- [Work required]:
Lines that contain "text" are to be copied from the material, every one of them.

- [Supplied records]:
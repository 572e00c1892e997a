use std::{collections::HashMap, time::Duration};

use phylo_worker::{
    config::WorkerConfig,
    logging::init_logging,
    worker::{Inbound, OutboundMessage, Worker},
};
use serde_json::{json, to_value, Value};
use tokio::{
    sync::mpsc::{unbounded_channel, UnboundedReceiver},
    time::timeout,
};

const FIVE_NODES: &str = r#"{"version": "2.0", "mutations": [{"gene": "S", "residue_pos": 484, "previous_residue": "E", "new_residue": "K"}, {"gene": "N", "residue_pos": 13, "previous_residue": "P", "new_residue": "L"}, {"gene": null, "residue_pos": 5, "previous_residue": "A", "new_residue": "G"}], "total_nodes": 5, "config": {"title": "Five"}}
{"node_id": 0, "parent_id": 0, "x_dist": 0, "y": 0, "num_tips": 3, "mutations": [], "name": "root", "meta_Country": "UK"}
{"node_id": 1, "parent_id": 0, "x_dist": 1, "y": 1, "num_tips": 2, "mutations": [0], "name": "inner", "meta_Country": "UK"}
{"node_id": 2, "parent_id": 1, "x_dist": 2, "y": 2, "num_tips": 1, "mutations": [0, 2], "name": "tipA", "meta_Country": "France"}
{"node_id": 3, "parent_id": 1, "x_dist": 2.5, "y": 3, "num_tips": 1, "mutations": [1], "name": "tipB", "meta_Country": "Spain"}
{"node_id": 4, "parent_id": 0, "x_dist": 1.5, "y": 4, "num_tips": 1, "mutations": [], "name": "tipC", "meta_Country": "france"}
"#;

fn start() -> (Worker, UnboundedReceiver<OutboundMessage>) {
    init_logging();
    let (outbox, outbound) = unbounded_channel();
    (Worker::new(WorkerConfig::default(), outbox), outbound)
}

fn send(worker: &Worker, msg: Value) {
    match Inbound::from_value(msg) {
        Ok(inbound) => {
            worker.spawn_request(inbound);
        }
        Err(response) => panic!("request did not parse: {:?}", response),
    }
}

fn upload_five(worker: &Worker) {
    send(
        worker,
        json!({"type": "upload", "filename": "five.jsonl", "filetype": "jsonl", "data": FIVE_NODES}),
    );
}

async fn next_message(outbound: &mut UnboundedReceiver<OutboundMessage>) -> Value {
    let msg = timeout(Duration::from_secs(10), outbound.recv())
        .await
        .expect("timed out waiting for the worker")
        .expect("worker hung up");
    to_value(&msg).unwrap()
}

/// Read messages until every id in `ids` has been answered, returning those
/// answers.  Status messages are skipped.
async fn answers(
    outbound: &mut UnboundedReceiver<OutboundMessage>,
    ids: &[u64],
) -> HashMap<u64, Value> {
    let mut found = HashMap::new();
    while found.len() < ids.len() {
        let msg = next_message(outbound).await;
        if let Some(id) = msg.get("request_id").and_then(Value::as_u64) {
            if ids.contains(&id) {
                found.insert(id, msg);
            }
        }
    }
    found
}

/// Read status messages until one reports readiness or an error.
async fn final_status(outbound: &mut UnboundedReceiver<OutboundMessage>) -> Value {
    loop {
        let msg = next_message(outbound).await;
        if msg["type"] != "status" {
            continue;
        }
        if msg["data"].get("error").is_some() || msg["data"]["message"] == "Dataset ready" {
            return msg;
        }
    }
}

#[tokio::test]
async fn test_requests_before_upload_resolve_after_it() {
    let (worker, mut outbound) = start();

    send(&worker, json!({"type": "query", "request_id": 1, "bounds": {"min_y": -10, "max_y": 2}}));
    send(&worker, json!({"type": "config", "request_id": 2}));
    send(&worker, json!({"type": "details", "request_id": 3, "node_id": 2}));
    send(&worker, json!({"type": "list", "request_id": 4, "node_id": 1, "key": "name"}));
    for _ in 0..10 {
        tokio::task::yield_now().await;
    }
    assert!(outbound.try_recv().is_err());

    upload_five(&worker);
    let found = answers(&mut outbound, &[1, 2, 3, 4]).await;

    let query = &found[&1];
    assert_eq!(query["type"], "query");
    let ids: Vec<u64> = query["data"]["nodes"]
        .as_array()
        .unwrap()
        .iter()
        .map(|n| n["node_id"].as_u64().unwrap())
        .collect();
    assert_eq!(ids, vec![0, 1, 2]);

    let config = &found[&2];
    assert_eq!(config["type"], "config");
    assert_eq!(config["data"]["genes"], json!(["N", "S"]));
    assert_eq!(config["data"]["title"], "Five");
    assert_eq!(
        config["data"]["colorBy"]["colorByOptions"],
        json!(["meta_Country", "genotype", "None"])
    );

    let details = &found[&3];
    assert_eq!(details["type"], "details");
    assert_eq!(details["data"]["mutations"][0]["gene"], "S");
    assert_eq!(details["data"]["mutations"][1]["gene"], Value::Null);

    assert_eq!(found[&4]["data"], json!(["tipA", "tipB"]));
}

#[tokio::test]
async fn test_search_responses_carry_their_key() {
    let (worker, mut outbound) = start();
    upload_five(&worker);
    final_status(&mut outbound).await;

    let uk = json!({"key": "uk-search", "type": "meta_Country", "method": "text_exact", "text": "UK"});
    let s484 = json!({"key": "s484", "type": "mutation", "method": "mutation", "gene": "S", "position": 484, "new_residue": "K"});
    send(&worker, json!({"type": "search", "request_id": 10, "search": uk.to_string()}));
    send(&worker, json!({"type": "search", "request_id": 11, "search": s484.to_string()}));

    let found = answers(&mut outbound, &[10, 11]).await;
    assert_eq!(found[&10]["data"]["key"], "uk-search");
    assert_eq!(found[&10]["data"]["total_count"], 2);
    assert_eq!(found[&10]["data"]["type"], "complete");
    assert_eq!(found[&11]["data"]["key"], "s484");
    let hits: Vec<u64> = found[&11]["data"]["data"]
        .as_array()
        .unwrap()
        .iter()
        .map(|hit| hit["node_id"].as_u64().unwrap())
        .collect();
    assert_eq!(hits, vec![1, 2]);
}

#[tokio::test]
async fn test_unsupported_upload_reports_status_error() {
    let (worker, mut outbound) = start();
    send(&worker, json!({"type": "upload", "filename": "tree.csv", "filetype": "csv", "data": "a,b"}));

    let status = final_status(&mut outbound).await;
    assert_eq!(
        status["data"]["error"],
        "Only Taxonium jsonl files are supported (could not find 'jsonl' in filename)"
    );

    // No dataset, so queries keep waiting.
    send(&worker, json!({"type": "config", "request_id": 1}));
    let waited = timeout(Duration::from_millis(50), outbound.recv()).await;
    assert!(waited.is_err());
    assert!(worker.state().gate.current().is_none());
}

#[tokio::test]
async fn test_malformed_dataset_reports_status_error() {
    let (worker, mut outbound) = start();
    send(
        &worker,
        json!({"type": "upload", "filename": "bad.jsonl", "data": "{\"mutations\": []}\n{\"node_id\": 0}\n"}),
    );
    let status = final_status(&mut outbound).await;
    assert!(status["data"]["error"].as_str().unwrap().starts_with("line 2"));
    assert!(worker.state().gate.current().is_none());
}

#[tokio::test]
async fn test_bad_requests_fail_alone() {
    let (worker, mut outbound) = start();
    upload_five(&worker);
    final_status(&mut outbound).await;

    send(&worker, json!({"type": "details", "request_id": 1, "node_id": 99}));
    send(&worker, json!({"type": "search", "request_id": 2, "search": "{broken"}));
    send(&worker, json!({"type": "config", "request_id": 3}));

    let found = answers(&mut outbound, &[1, 2, 3]).await;
    assert_eq!(found[&1]["type"], "error");
    assert_eq!(found[&1]["data"]["request_type"], "details");
    assert_eq!(found[&1]["data"]["layer"], "bad_input");
    assert_eq!(found[&2]["type"], "error");
    assert_eq!(found[&2]["data"]["request_type"], "search");
    assert_eq!(found[&3]["type"], "config");
    assert_eq!(found[&3]["data"]["num_nodes"], 5);
}

#[tokio::test]
async fn test_newick_upload() {
    let (worker, mut outbound) = start();
    send(
        &worker,
        json!({"type": "upload", "filename": "tree.nwk", "filetype": "nwk", "data": "((A:1,B:2)AB:1,C:0.5)root;"}),
    );
    final_status(&mut outbound).await;

    send(&worker, json!({"type": "list", "request_id": 1, "node_id": 0, "key": "name"}));
    send(&worker, json!({"type": "config", "request_id": 2}));
    let found = answers(&mut outbound, &[1, 2]).await;
    assert_eq!(found[&1]["data"], json!(["A", "B", "C"]));
    assert_eq!(found[&2]["data"]["genes"], json!([]));
    assert_eq!(found[&2]["data"]["defaultColorByField"], "None");
}

#[tokio::test]
async fn test_run_serves_until_inbox_closes() {
    let (worker, mut outbound) = start();
    let (inbox_tx, inbox) = unbounded_channel();
    let runner = {
        let worker = worker.clone();
        tokio::spawn(async move { worker.run(inbox).await })
    };

    for line in [
        r#"{"type": "upload", "filename": "t.nwk", "filetype": "nwk", "data": "(A,B);"}"#,
        r#"{"type": "details", "request_id": 5, "node_id": 1}"#,
    ] {
        inbox_tx.send(Inbound::parse_line(line).unwrap()).unwrap();
    }
    drop(inbox_tx);
    runner.await.unwrap();

    let found = answers(&mut outbound, &[5]).await;
    assert_eq!(found[&5]["data"]["name"], "A");
}

#[tokio::test]
async fn test_search_after_reload_uses_new_tree() {
    let (worker, mut outbound) = start();
    upload_five(&worker);
    final_status(&mut outbound).await;

    let tips = json!({"key": "tips", "type": "name", "method": "text_match", "text": "tip"}).to_string();
    send(&worker, json!({"type": "search", "request_id": 1, "search": tips}));
    let found = answers(&mut outbound, &[1]).await;
    assert_eq!(found[&1]["data"]["total_count"], 3);

    send(
        &worker,
        json!({"type": "upload", "filename": "small.nwk", "filetype": "nwk", "data": "(tipX,tipY);"}),
    );
    final_status(&mut outbound).await;
    assert_eq!(worker.state().gate.current().unwrap().nodes.len(), 3);

    send(&worker, json!({"type": "search", "request_id": 2, "search": tips}));
    send(&worker, json!({"type": "config", "request_id": 3}));
    let found = answers(&mut outbound, &[2, 3]).await;
    assert_eq!(found[&2]["type"], "search");
    assert_eq!(found[&2]["data"]["total_count"], 2);
    let hits: Vec<u64> = found[&2]["data"]["data"]
        .as_array()
        .unwrap()
        .iter()
        .map(|hit| hit["node_id"].as_u64().unwrap())
        .collect();
    assert_eq!(hits, vec![1, 2]);
    assert_eq!(found[&3]["data"]["num_nodes"], 3);
}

- [Finished exercise]:
    let uk = json!({"key": "uk-search", "type": "meta_Country", "method": "text_exact", "text": "UK"});
    let tips = json!({"key": "tips", "type": "name", "method": "text_match", "text": "tip"}).to_string();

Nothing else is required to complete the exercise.